What’s particularly interesting in this case is the way in which Joyce himself has tried to de-legitimize the interest in his affair by deploying a different rhetoric. On Friday, Joyce began his resignation press conference by insisting that “this [was] never about me” before using a “circuit-breaker” metaphor to explain his decision. And he concluded facetiously with some consideration for “the poor buggers … parked outside [his] house every day”. The assumption here is that he is being watched not as a public figure whose character is being weighed, but rather as a media personality whose intimate life is being consumed (the “circuit” being broken is presumably the circuit of 24-hour surveillance).

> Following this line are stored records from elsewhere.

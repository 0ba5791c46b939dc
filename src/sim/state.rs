//! Game state and core simulation types
//!
//! Everything a renderer needs to draw a frame is reachable from [`Snapshot`].

use glam::Vec2;
use serde::{Deserialize, Serialize};

use super::rect::Rect;
use crate::config::EngineConfig;

/// Current phase of a session
#[derive(Debug, Clone, Copy, PartialEq, Eq, Default, Serialize, Deserialize)]
pub enum GameStatus {
    /// Waiting for the first start intent
    #[default]
    NotStarted,
    /// Active gameplay
    Playing,
    /// Run ended; frozen until restart
    GameOver,
}

/// The player-controlled entity
#[derive(Debug, Clone, PartialEq, Serialize, Deserialize)]
pub struct Avatar {
    /// Top-left of the bounding box
    pub pos: Vec2,
    pub vel: Vec2,
    pub size: Vec2,
    /// Resting on the ground or a platform top
    pub on_ground: bool,
    /// Overlapping a ladder; climbing suspends gravity
    pub on_climbable: bool,
}

impl Avatar {
    /// Avatar at rest at the configured spawn point
    pub fn spawn(config: &EngineConfig) -> Self {
        Self {
            pos: config.avatar.spawn,
            vel: Vec2::ZERO,
            size: config.avatar.size,
            on_ground: false,
            on_climbable: false,
        }
    }

    pub fn bounds(&self) -> Rect {
        Rect::from_origin_size(self.pos, self.size)
    }

    #[inline]
    pub fn bottom(&self) -> f32 {
        self.pos.y + self.size.y
    }
}

/// Geometry of a world object
#[derive(Debug, Clone, Copy, PartialEq, Serialize, Deserialize)]
pub enum ObjectKind {
    /// Solid column with an opening `[center - half_gap, center + half_gap)`
    Gap { center: f32, half_gap: f32 },
    /// One-way ledge, solid only from above
    Platform { top: f32, thickness: f32 },
    /// Climbable surface
    Ladder { top: f32, height: f32 },
    /// Lethal on contact
    Hazard { top: f32, size: f32 },
}

/// A scrolling obstacle or platform
#[derive(Debug, Clone, PartialEq, Serialize, Deserialize)]
pub struct WorldObject {
    pub id: u32,
    /// Leading (left) edge
    pub x: f32,
    /// Leading edge before the most recent advance
    pub prev_x: f32,
    pub width: f32,
    pub kind: ObjectKind,
}

impl WorldObject {
    pub fn new(id: u32, x: f32, width: f32, kind: ObjectKind) -> Self {
        Self {
            id,
            x,
            prev_x: x,
            width,
            kind,
        }
    }

    #[inline]
    pub fn trailing_edge(&self) -> f32 {
        self.x + self.width
    }

    #[inline]
    pub fn prev_trailing_edge(&self) -> f32 {
        self.prev_x + self.width
    }

    /// Scroll left by `distance`, remembering where it was
    pub fn advance(&mut self, distance: f32) {
        self.prev_x = self.x;
        self.x -= distance;
    }

    /// Trailing edge went from right of `line` to on-or-left of it during the last advance
    pub fn crossed(&self, line: f32) -> bool {
        self.prev_trailing_edge() > line && self.trailing_edge() <= line
    }

    /// Opening `(top, bottom)` for gap obstacles
    pub fn opening(&self) -> Option<(f32, f32)> {
        match self.kind {
            ObjectKind::Gap { center, half_gap } => Some((center - half_gap, center + half_gap)),
            _ => None,
        }
    }

    /// Bounding box for rectangular kinds
    pub fn bounds(&self) -> Option<Rect> {
        let (top, height) = match self.kind {
            ObjectKind::Gap { .. } => return None,
            ObjectKind::Platform { top, thickness } => (top, thickness),
            ObjectKind::Ladder { top, height } => (top, height),
            ObjectKind::Hazard { top, size } => (top, size),
        };
        Some(Rect::new(self.x, top, self.width, height))
    }
}

/// Complete mutable state of a session
#[derive(Debug, Clone, Serialize, Deserialize)]
pub struct GameState {
    pub status: GameStatus,
    pub avatar: Avatar,
    /// Scroll order: oldest (leftmost) first
    pub objects: Vec<WorldObject>,
    pub score: u64,
    /// Best score this session (not persisted)
    pub best_score: u64,
    /// Playing ticks in the current run
    pub tick: u64,
    /// Runs started this session
    pub runs: u32,
    next_id: u32,
}

impl GameState {
    pub fn new(config: &EngineConfig) -> Self {
        Self {
            status: GameStatus::NotStarted,
            avatar: Avatar::spawn(config),
            objects: Vec::new(),
            score: 0,
            best_score: 0,
            tick: 0,
            runs: 0,
            next_id: 1,
        }
    }

    /// Allocate a new object ID
    pub fn next_object_id(&mut self) -> u32 {
        let id = self.next_id;
        self.next_id += 1;
        id
    }

    /// Back to spawn defaults with an empty world and zero score
    pub fn reset_run(&mut self, config: &EngineConfig) {
        self.avatar = Avatar::spawn(config);
        self.objects.clear();
        self.score = 0;
        self.tick = 0;
    }

    pub fn snapshot(&self, seed: Option<u64>) -> Snapshot {
        Snapshot {
            seed,
            status: self.status,
            avatar: self.avatar.clone(),
            objects: self.objects.clone(),
            score: self.score,
            best_score: self.best_score,
            tick: self.tick,
            runs: self.runs,
        }
    }
}

/// Read-only copy of the state after a completed step
#[derive(Debug, Clone, PartialEq, Serialize, Deserialize)]
pub struct Snapshot {
    /// Seed of the default random source, if the engine was built from one
    pub seed: Option<u64>,
    pub status: GameStatus,
    pub avatar: Avatar,
    pub objects: Vec<WorldObject>,
    pub score: u64,
    pub best_score: u64,
    pub tick: u64,
    pub runs: u32,
}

The words I’ve just italicized may seem coterminous, but as the historian Warren Susman once argued with regard to early twentieth-century American culture, there is a world of difference between character and personality. For Susman, the nineteenth century was a culture of character, that is, a culture that placed a premium on self-improvement through work (Weber’s Protestant ethic) and submission to a higher moral law. The twentieth century, however, inaugurated a culture of personality, which privileged consumer values, popular therapies, and self-realization over self-sacrifice. In this account, Virginia Woolf was very much right when she famously declared that “on or about December 1910 human character changed”: the “character” ideal had been supplanted by a new self-image conditioned by a mass society in which the desire for individual recognition was exacerbated by the fear of being lost in the crowd.

Since his diplomatic wrangle with Johnny Depp and Amber Heard, Joyce may have become more prone to thinking of himself from the perspective of a culture of personality. But the culture of character—and the ideas of duty, honour, integrity, and, indeed, manhood that it brings in its train—dies hard and it was bound never to disappear completely in the realm of politics, where the very rubric of accountability suggests a visible (or at least demonstrable) discipline of self-restraint (which, as Susman points out, harks back to the theological doctrine of justification by works). Even if Susman’s distinction appears a little too neat, it offers some explanation as to why the Joyce affair should prove so disturbing yet so compelling: we were watching a figure negotiate not only between the competing demands of two lives, but also between the moral claims and attitudes of two disparate cultures.


[1] I am very much indebted to Alecia Simmonds for suggesting this topic.